The Signature Room in the Hancock Tower has a good views (especially the women's restroom -- no joke!); though, I think the night skyline with the lights is more impressive than the lunchtime view. The Adler Planetarium (on the same campus as the Aquarium and the Field Museum) is also worth a visit if you're at all interested in astronomy (I think the planetarium shows are relaxing and cool -- something you might need in the heat of August).
posted by bluefly at 5:40 PM on July 8, 2012


Frank Lloyd Wright's home in Oak Park. There's a link to bicycle tours of FLW houses in the neighbourhood on this page.
posted by lulu68 at 6:29 PM on July 8, 2012


Take them to The Berghoff
posted by Confess, Fletch at 6:45 PM on July 8, 2012


Do they like sports at all? Take them to a Cubs home game! Chicago Fire are also playing, but they're soccer stadium isn't in Chicago proper. When my dad visited in Seattle, I took him to a soccer match, and we both found it quite enjoyable. I also found it a good break, as he wasn't focused on me, but on the action on the field.

(Also, I went to the MSI as a tourist for the first time ever earlier this summer, and I really enjoyed it.)
posted by spinifex23 at 8:21 PM on July 8, 2012


The Botanic Gardens is a great idea even if you don't go by bike. With a week in Chicago in August, I would certainly check out the north shore which is easily accessible by Metra. Maybe look into tickets for Ravinia? A night at Ravinia can be truly magical.
posted by BibiRose at 9:11 PM on July 8, 2012 [1 favorite]


The museums all around the Chicago park area are fantastic! That is basically 4-5 days of viewing and consumption for you right there. Many are big enough to consume the whole day + going out to eat and staying at the hotel.

+1 for the park areas and museums!
posted by Bodrik at 10:17 PM on July 8, 2012


I always enjoyed entertaining visitors when we lived in Chicago. People have already hit on most of the big touristy things, but here's a quick summary of stuff we sometimes did:

-- architecture boat tours. You want the ones done by the Chicago Architecture Foundation if possible; some of the others are more like speed boat trips with occasional mention of architecture.

-- the bar at the top of the Hancock building. Maybe this is what your parents were thinking of? The food in the Signature Room is way overrated and overpriced imho, but the bar (the "signature lounge") is okay and has the same view. We generally felt like paying $13 for a cocktail on the 95th floor (or whatever it is) was a better-sounding prospect than paying $15 for a ticket to the observation deck. One side of the building has a significantly better view than the other (imho), so look around and don't just blindly follow where they point when you come out of the elevators (or do, but look around later).

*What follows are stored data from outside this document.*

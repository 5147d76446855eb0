//! Colored terminal output helpers.
//!
//! All user-facing output goes through these functions so we get
//! consistent styling across every command.

use comfy_table::{ContentArrangement, Table};
use console::style;

use super::view::Row;

/// Print a green success message: "check_mark {msg}"
pub fn success(msg: &str) {
    println!("{} {}", style("\u{2713}").green().bold(), msg);
}

/// Print a red error message: "x_mark {msg}"
pub fn error(msg: &str) {
    eprintln!("{} {}", style("\u{2717}").red().bold(), msg);
}

/// Print a yellow warning: "warning_sign {msg}"
pub fn warning(msg: &str) {
    eprintln!("{} {}", style("\u{26a0}").yellow().bold(), msg);
}

/// Print a blue info message: "info_sign {msg}"
pub fn info(msg: &str) {
    println!("{} {}", style("\u{2139}").blue().bold(), msg);
}

/// Print a dim tip/hint: "arrow {msg}"
pub fn tip(msg: &str) {
    println!("{} {}", style("\u{2192}").dim(), style(msg).dim());
}

/// Print the credential table (ID, Website, Username, Password, Added).
pub fn print_credentials_table(rows: &[Row]) {
    if rows.is_empty() {
        info("No passwords saved yet.");
        tip("Run `securevault add <WEBSITE> <USERNAME>` to save your first one.");
        return;
    }

    let mut table = Table::new();
    table.set_content_arrangement(ContentArrangement::Dynamic);
    table.set_header(vec!["ID", "Website", "Username", "Password", "Added"]);

    for row in rows {
        table.add_row(vec![
            row.id.to_string(),
            row.host.clone(),
            row.username.clone(),
            row.secret.clone(),
            row.added.clone(),
        ]);
    }

    println!("{table}");
}
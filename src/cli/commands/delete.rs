//! `securevault delete`: remove a credential from the vault.

use uuid::Uuid;

use crate::cli::output;
use crate::cli::{confirm, open_vault, Cli};
use crate::errors::Result;

/// Execute the `delete` command.
pub async fn execute(cli: &Cli, id: Uuid, force: bool) -> Result<()> {
    // Unless --force is set, ask for confirmation before deleting.
    if !force && !confirm(&format!("Delete credential {id}?"))? {
        output::info("Cancelled.");
        return Ok(());
    }

    let session = open_vault(cli).await?;
    let result = session.store.remove(id).await;
    session.finish(result).await?;

    output::success(&format!("Deleted credential {id}"));

    Ok(())
}
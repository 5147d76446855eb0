//! Sealed blob format and HMAC integrity verification.
//!
//! A sealed vault blob has this layout:
//!
//! ```text
//! [SVLT: 4 bytes][version: 1 byte][header_len: 4 bytes LE][header JSON][nonce | ciphertext | tag][HMAC-SHA256: 32 bytes]
//! ```
//!
//! - **Magic** (`SVLT`): identifies the bytes as a SecureVault blob.
//! - **Version**: format version (currently `1`).
//! - **Header length**: little-endian u32 telling us where the header
//!   JSON ends and the ciphertext begins.
//! - **Header JSON**: serialized `BlobHeader` (cleartext: salt, KDF
//!   params, owning principal).
//! - **Ciphertext**: AES-256-GCM over the JSON array of records.
//! - **HMAC-SHA256**: 32-byte tag over header + ciphertext bytes.
//!
//! Every structural, integrity or decryption failure is reported as
//! `VaultError::CorruptStore`.

use chrono::{DateTime, Utc};
use hmac::{Hmac, Mac};
use serde::{Deserialize, Serialize};
use sha2::Sha256;
use zeroize::{Zeroize, Zeroizing};

use super::record::CredentialRecord;
use crate::crypto::encryption::{decrypt, encrypt};
use crate::crypto::kdf::Argon2Params;
use crate::crypto::keys::MasterKey;
use crate::errors::{Result, VaultError};

/// Magic bytes at the start of every blob.
const MAGIC: &[u8; 4] = b"SVLT";

/// Current binary format version.
pub const CURRENT_VERSION: u8 = 1;

/// Size of the HMAC tag appended to the blob (SHA-256 = 32 bytes).
const HMAC_LEN: usize = 32;

/// Fixed-size prefix: 4 (magic) + 1 (version) + 4 (header_len).
const PREFIX_LEN: usize = 9;

/// Cleartext metadata at the start of a blob.
#[derive(Debug, Clone, PartialEq, Eq, Serialize, Deserialize)]
pub struct BlobHeader {
    pub version: u8,

    /// Argon2id salt (base64 in JSON).
    #[serde(serialize_with = "base64_encode", deserialize_with = "base64_decode")]
    pub salt: Vec<u8>,

    /// When this vault was first sealed.
    pub created_at: DateTime<Utc>,

    /// The principal that owns this blob.
    pub principal_id: String,

    /// KDF parameters the master key was derived with.
    pub argon2_params: Argon2Params,
}

impl BlobHeader {
    pub fn new(principal_id: &str, salt: &[u8], argon2_params: Argon2Params) -> Self {
        Self {
            version: CURRENT_VERSION,
            salt: salt.to_vec(),
            created_at: Utc::now(),
            principal_id: principal_id.to_string(),
            argon2_params,
        }
    }
}

/// A blob split into its sections, not yet authenticated.
///
/// Keeps the original header bytes so the HMAC is checked over exactly
/// what was stored.
pub struct RawBlob {
    pub header: BlobHeader,
    pub header_bytes: Vec<u8>,
    pub ciphertext: Vec<u8>,
    pub stored_hmac: Vec<u8>,
}

/// Serialize, encrypt and authenticate `records` under `master_key`.
pub fn seal(
    header: &BlobHeader,
    records: &[CredentialRecord],
    master_key: &MasterKey,
) -> Result<Vec<u8>> {
    let header_bytes = serde_json::to_vec(header)
        .map_err(|e| VaultError::SerializationError(format!("header: {e}")))?;
    let plaintext = Zeroizing::new(
        serde_json::to_vec(records)
            .map_err(|e| VaultError::SerializationError(format!("records: {e}")))?,
    );

    let mut record_key = master_key.derive_record_key(&header.principal_id)?;
    let ciphertext = encrypt(&record_key, &plaintext);
    record_key.zeroize();
    let ciphertext = ciphertext?;

    let mut hmac_key = master_key.derive_hmac_key()?;
    let hmac_tag = compute_hmac(&hmac_key, &header_bytes, &ciphertext);
    hmac_key.zeroize();
    let hmac_tag = hmac_tag?;

    let header_len = u32::try_from(header_bytes.len()).map_err(|_| {
        VaultError::SerializationError(format!(
            "header length {} exceeds u32::MAX",
            header_bytes.len()
        ))
    })?;

    let total = PREFIX_LEN + header_bytes.len() + ciphertext.len() + HMAC_LEN;
    let mut buf = Vec::with_capacity(total);
    buf.extend_from_slice(MAGIC);
    buf.push(CURRENT_VERSION);
    buf.extend_from_slice(&header_len.to_le_bytes());
    buf.extend_from_slice(&header_bytes);
    buf.extend_from_slice(&ciphertext);
    buf.extend_from_slice(&hmac_tag);
    Ok(buf)
}

/// Split a blob into header, ciphertext and tag.
///
/// Only the structure is checked here; call [`unseal`] to authenticate
/// and decrypt.
pub fn parse(data: &[u8]) -> Result<RawBlob> {
    if data.len() < PREFIX_LEN + HMAC_LEN {
        return Err(corrupt("blob too small to be a sealed vault"));
    }

    if &data[0..4] != MAGIC {
        return Err(corrupt("missing SVLT magic bytes"));
    }

    let version = data[4];
    if version != CURRENT_VERSION {
        return Err(VaultError::CorruptStore(format!(
            "unsupported version {version}, expected {CURRENT_VERSION}"
        )));
    }

    let header_len_u32 = u32::from_le_bytes(
        data[5..9]
            .try_into()
            .map_err(|_| corrupt("bad header length"))?,
    );
    let header_len = usize::try_from(header_len_u32)
        .map_err(|_| corrupt("header length exceeds platform address space"))?;

    let header_end = PREFIX_LEN
        .checked_add(header_len)
        .ok_or_else(|| corrupt("header length overflow"))?;
    if header_end + HMAC_LEN > data.len() {
        return Err(corrupt("header length exceeds blob size"));
    }

    let header_bytes = data[PREFIX_LEN..header_end].to_vec();
    let body_end = data.len() - HMAC_LEN;
    let ciphertext = data[header_end..body_end].to_vec();
    let stored_hmac = data[body_end..].to_vec();

    let header: BlobHeader = serde_json::from_slice(&header_bytes)
        .map_err(|e| VaultError::CorruptStore(format!("header JSON: {e}")))?;

    Ok(RawBlob {
        header,
        header_bytes,
        ciphertext,
        stored_hmac,
    })
}

/// Verify the HMAC, decrypt and deserialize the records of a parsed blob.
pub fn unseal(raw: &RawBlob, master_key: &MasterKey) -> Result<Vec<CredentialRecord>> {
    let mut hmac_key = master_key.derive_hmac_key()?;
    let verified = verify_hmac(
        &hmac_key,
        &raw.header_bytes,
        &raw.ciphertext,
        &raw.stored_hmac,
    );
    hmac_key.zeroize();
    verified?;

    let mut record_key = master_key.derive_record_key(&raw.header.principal_id)?;
    let plaintext = decrypt(&record_key, &raw.ciphertext);
    record_key.zeroize();
    let plaintext = Zeroizing::new(plaintext?);

    serde_json::from_slice(&plaintext)
        .map_err(|e| VaultError::CorruptStore(format!("records JSON: {e}")))
}

/// Compute HMAC-SHA256 over header + ciphertext bytes.
pub fn compute_hmac(hmac_key: &[u8], header_bytes: &[u8], ciphertext: &[u8]) -> Result<Vec<u8>> {
    let mut mac = Hmac::<Sha256>::new_from_slice(hmac_key)
        .map_err(|e| VaultError::EncryptionFailed(format!("invalid HMAC key: {e}")))?;

    mac.update(header_bytes);
    mac.update(ciphertext);

    Ok(mac.finalize().into_bytes().to_vec())
}

/// Verify the stored tag in constant time (`Mac::verify_slice`).
pub fn verify_hmac(
    hmac_key: &[u8],
    header_bytes: &[u8],
    ciphertext: &[u8],
    expected_hmac: &[u8],
) -> Result<()> {
    let mut mac = Hmac::<Sha256>::new_from_slice(hmac_key)
        .map_err(|e| VaultError::EncryptionFailed(format!("invalid HMAC key: {e}")))?;

    mac.update(header_bytes);
    mac.update(ciphertext);

    mac.verify_slice(expected_hmac)
        .map_err(|_| corrupt("HMAC verification failed: wrong key or tampered blob"))
}

fn corrupt(reason: &str) -> VaultError {
    VaultError::CorruptStore(reason.to_string())
}

// ---------------------------------------------------------------------------
// Serde helpers for base64-encoded Vec<u8> fields
// ---------------------------------------------------------------------------

use base64::engine::general_purpose::STANDARD as BASE64;
use base64::Engine;

fn base64_encode<S>(data: &[u8], serializer: S) -> std::result::Result<S::Ok, S::Error>
where
    S: serde::Serializer,
{
    serializer.serialize_str(&BASE64.encode(data))
}

fn base64_decode<'de, D>(deserializer: D) -> std::result::Result<Vec<u8>, D::Error>
where
    D: serde::Deserializer<'de>,
{
    let s = String::deserialize(deserializer)?;
    BASE64.decode(&s).map_err(serde::de::Error::custom)
}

-- the Art Institute and/or the Field Museum. The Art Institute seemed to be the favorite of our guests; we preferred the Field Museum, but it is too massive to see in one visit (or two, or three).

-- Cubs game. Presumably it's sold out, but we had good luck with private ticket purchases from season ticket owners, etc.

-- Food! I really, really miss some of the food options in Chicago. We liked to take people to Frontera Grill for tasty higher-end Mexican, or to various places in Little Village for less high-end (but equally delicious) Mexican. Deep dish pizza: pick your place, but they've got to try this while they're in town. Italian: our favorite place was actually out near Oak Park ("Gaetano's").

-- the Frank Lloyd Wright houses in Oak Park are interesting if they're into that sort of thing. There's also the "Robie House" by Wright near the University of Chicago, if you find yourself in that neck of the woods.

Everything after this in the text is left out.